++++ AVAILABLE DATA

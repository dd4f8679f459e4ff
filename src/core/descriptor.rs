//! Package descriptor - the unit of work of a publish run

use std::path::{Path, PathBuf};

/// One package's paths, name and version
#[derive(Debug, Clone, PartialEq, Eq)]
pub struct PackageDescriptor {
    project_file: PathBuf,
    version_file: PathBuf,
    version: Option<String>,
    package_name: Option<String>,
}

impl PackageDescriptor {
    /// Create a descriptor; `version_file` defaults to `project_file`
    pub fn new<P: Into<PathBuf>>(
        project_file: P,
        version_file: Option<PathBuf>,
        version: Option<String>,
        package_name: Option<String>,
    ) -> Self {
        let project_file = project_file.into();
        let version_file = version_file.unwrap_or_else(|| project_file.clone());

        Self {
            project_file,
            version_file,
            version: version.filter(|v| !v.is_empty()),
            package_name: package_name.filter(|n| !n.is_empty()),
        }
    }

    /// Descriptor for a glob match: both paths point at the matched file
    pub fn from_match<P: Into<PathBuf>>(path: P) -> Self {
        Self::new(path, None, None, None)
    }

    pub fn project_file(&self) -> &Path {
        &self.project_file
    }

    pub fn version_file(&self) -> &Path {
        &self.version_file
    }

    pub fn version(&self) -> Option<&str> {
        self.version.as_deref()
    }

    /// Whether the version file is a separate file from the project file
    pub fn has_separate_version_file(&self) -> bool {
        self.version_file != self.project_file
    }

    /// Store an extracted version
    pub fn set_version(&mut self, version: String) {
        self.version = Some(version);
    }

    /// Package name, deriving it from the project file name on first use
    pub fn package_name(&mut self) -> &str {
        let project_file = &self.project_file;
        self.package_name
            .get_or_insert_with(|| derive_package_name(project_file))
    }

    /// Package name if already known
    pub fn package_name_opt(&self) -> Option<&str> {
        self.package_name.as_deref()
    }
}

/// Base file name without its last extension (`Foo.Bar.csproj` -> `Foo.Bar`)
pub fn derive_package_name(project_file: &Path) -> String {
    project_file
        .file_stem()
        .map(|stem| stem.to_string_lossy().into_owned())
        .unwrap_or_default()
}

++++++++
++++ AVAILABLE DATA

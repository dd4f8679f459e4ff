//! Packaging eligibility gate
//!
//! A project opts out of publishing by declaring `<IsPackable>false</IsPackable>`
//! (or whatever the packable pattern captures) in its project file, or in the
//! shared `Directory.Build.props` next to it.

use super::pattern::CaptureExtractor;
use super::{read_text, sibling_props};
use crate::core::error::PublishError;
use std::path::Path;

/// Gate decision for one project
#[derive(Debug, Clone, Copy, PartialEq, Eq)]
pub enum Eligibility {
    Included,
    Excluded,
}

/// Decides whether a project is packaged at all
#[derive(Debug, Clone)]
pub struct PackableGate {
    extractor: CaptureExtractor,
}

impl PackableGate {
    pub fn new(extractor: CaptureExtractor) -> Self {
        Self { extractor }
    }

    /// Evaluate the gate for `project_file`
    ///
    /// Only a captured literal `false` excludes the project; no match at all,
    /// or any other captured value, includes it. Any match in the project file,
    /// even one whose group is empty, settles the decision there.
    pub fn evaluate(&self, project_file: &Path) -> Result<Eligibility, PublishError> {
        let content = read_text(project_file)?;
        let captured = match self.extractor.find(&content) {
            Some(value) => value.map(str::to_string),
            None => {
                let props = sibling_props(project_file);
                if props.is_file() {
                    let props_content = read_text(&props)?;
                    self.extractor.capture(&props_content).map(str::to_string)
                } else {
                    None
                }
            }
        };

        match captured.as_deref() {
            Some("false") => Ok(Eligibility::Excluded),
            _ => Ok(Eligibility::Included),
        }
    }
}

++++++++
++++ AVAILABLE DATA

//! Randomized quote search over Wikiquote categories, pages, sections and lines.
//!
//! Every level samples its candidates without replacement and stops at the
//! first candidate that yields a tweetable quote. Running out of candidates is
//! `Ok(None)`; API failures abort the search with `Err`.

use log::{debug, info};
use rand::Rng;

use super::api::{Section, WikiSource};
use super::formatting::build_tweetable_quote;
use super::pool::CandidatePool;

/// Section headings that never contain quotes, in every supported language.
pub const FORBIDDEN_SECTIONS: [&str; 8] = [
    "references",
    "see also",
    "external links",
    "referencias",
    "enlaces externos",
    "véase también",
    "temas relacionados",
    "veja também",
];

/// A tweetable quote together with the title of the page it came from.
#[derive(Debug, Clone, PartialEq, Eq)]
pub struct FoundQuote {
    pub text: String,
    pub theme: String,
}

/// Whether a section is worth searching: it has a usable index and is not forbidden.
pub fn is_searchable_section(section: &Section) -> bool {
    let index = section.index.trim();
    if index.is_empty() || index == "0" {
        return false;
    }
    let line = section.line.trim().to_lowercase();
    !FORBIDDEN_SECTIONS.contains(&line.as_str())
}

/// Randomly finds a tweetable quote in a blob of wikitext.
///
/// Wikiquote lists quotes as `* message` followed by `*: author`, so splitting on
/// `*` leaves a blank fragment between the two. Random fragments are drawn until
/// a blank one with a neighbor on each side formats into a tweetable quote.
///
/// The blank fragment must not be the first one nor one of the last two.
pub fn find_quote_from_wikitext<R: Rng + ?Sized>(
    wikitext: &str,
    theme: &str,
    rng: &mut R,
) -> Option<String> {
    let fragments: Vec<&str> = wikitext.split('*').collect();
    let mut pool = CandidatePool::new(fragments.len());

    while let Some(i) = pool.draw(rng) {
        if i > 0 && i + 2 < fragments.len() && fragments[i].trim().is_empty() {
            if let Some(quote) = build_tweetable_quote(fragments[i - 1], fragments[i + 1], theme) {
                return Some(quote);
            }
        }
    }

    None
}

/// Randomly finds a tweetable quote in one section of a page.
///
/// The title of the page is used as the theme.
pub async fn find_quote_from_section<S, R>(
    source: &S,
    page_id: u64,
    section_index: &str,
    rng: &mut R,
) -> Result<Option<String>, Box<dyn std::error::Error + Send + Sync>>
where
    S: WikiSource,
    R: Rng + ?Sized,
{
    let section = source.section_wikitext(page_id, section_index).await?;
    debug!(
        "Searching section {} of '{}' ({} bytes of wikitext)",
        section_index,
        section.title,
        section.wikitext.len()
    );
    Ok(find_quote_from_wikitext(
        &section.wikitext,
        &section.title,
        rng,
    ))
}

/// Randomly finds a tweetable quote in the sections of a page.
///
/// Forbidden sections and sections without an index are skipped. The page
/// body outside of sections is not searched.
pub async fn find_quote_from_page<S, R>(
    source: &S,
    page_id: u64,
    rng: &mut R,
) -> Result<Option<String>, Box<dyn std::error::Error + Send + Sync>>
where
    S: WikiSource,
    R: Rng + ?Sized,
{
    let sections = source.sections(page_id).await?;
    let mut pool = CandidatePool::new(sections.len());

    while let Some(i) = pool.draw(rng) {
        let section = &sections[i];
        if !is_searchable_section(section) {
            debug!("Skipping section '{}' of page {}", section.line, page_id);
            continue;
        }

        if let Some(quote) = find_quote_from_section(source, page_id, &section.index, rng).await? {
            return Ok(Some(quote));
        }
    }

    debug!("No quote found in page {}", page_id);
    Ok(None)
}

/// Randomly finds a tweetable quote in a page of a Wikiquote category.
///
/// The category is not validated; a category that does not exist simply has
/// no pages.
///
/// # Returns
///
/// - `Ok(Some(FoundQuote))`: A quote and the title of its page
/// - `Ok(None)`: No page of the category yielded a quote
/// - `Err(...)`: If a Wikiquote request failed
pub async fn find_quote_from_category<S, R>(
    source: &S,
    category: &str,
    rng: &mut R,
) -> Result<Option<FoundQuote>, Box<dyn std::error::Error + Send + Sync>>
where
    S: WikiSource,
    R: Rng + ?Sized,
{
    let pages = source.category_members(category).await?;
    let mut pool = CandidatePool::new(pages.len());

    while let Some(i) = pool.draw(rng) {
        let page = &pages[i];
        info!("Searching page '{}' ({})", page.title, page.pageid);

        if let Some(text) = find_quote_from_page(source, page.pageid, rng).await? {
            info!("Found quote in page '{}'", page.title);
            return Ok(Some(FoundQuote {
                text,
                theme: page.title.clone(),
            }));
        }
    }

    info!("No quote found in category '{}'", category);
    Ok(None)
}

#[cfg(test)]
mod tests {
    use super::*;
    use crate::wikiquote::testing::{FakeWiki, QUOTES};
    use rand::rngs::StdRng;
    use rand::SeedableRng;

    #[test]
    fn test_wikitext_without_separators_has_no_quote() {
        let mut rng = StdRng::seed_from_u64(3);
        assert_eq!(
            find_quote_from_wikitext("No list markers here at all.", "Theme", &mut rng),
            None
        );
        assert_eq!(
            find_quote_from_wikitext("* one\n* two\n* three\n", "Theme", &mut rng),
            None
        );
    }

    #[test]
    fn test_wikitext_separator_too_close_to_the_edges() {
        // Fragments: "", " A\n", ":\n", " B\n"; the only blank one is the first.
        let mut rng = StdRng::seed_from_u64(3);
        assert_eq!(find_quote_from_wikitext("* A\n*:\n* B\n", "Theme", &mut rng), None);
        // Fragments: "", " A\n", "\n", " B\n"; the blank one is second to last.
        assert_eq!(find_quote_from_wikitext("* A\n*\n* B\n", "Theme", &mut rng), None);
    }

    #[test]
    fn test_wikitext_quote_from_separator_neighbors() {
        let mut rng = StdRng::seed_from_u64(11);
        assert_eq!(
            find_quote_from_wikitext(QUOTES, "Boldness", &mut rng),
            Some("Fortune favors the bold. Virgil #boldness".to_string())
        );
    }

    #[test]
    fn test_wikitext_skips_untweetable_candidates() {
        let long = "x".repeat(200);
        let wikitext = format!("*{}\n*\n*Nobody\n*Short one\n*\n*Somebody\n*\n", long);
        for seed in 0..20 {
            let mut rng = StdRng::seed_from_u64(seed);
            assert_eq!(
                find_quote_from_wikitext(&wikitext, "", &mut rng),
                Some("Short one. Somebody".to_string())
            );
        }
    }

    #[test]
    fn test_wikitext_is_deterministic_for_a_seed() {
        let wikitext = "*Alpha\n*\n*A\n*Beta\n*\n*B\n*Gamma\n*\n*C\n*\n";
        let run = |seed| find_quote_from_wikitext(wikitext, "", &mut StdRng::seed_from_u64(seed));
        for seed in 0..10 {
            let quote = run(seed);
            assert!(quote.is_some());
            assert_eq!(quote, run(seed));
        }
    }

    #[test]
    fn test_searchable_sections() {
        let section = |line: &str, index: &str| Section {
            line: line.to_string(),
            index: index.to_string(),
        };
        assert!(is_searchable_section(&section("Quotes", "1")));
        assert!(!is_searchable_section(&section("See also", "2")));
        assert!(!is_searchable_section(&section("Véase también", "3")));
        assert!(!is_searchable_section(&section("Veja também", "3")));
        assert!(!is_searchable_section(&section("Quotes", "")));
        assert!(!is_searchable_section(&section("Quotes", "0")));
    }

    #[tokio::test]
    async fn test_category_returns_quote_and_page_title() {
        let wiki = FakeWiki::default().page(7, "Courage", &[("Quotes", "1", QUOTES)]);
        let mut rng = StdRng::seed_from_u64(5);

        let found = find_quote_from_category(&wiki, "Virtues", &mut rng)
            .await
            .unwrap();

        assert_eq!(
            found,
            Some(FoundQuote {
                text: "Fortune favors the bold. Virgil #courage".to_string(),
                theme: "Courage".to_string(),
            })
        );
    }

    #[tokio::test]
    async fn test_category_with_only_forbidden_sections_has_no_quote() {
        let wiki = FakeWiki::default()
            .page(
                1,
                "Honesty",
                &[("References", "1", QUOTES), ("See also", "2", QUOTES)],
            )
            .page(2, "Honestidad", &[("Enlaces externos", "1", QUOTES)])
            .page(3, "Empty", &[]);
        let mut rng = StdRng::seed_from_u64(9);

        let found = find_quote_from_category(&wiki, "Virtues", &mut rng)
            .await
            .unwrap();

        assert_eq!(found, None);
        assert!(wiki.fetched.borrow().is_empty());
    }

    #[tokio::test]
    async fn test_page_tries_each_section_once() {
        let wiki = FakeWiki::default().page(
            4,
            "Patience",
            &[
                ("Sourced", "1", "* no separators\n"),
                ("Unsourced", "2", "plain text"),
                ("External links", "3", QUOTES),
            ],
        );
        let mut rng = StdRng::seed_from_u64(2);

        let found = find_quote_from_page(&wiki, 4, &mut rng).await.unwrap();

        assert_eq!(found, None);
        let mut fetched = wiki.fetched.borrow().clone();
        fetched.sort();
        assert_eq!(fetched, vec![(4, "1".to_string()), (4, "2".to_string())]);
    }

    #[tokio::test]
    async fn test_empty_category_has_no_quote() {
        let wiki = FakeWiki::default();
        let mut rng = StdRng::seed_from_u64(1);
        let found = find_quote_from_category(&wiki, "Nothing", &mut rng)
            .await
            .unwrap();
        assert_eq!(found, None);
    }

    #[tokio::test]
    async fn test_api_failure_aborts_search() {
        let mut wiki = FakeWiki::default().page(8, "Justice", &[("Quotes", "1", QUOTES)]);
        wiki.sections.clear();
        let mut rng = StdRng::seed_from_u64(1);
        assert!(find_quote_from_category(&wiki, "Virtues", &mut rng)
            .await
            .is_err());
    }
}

++++++++

### WORK ITEM
The answer needed is a single number: how many lines in the records above hold the string "that". Please write nothing else.

### WRITTEN SOLUTION
3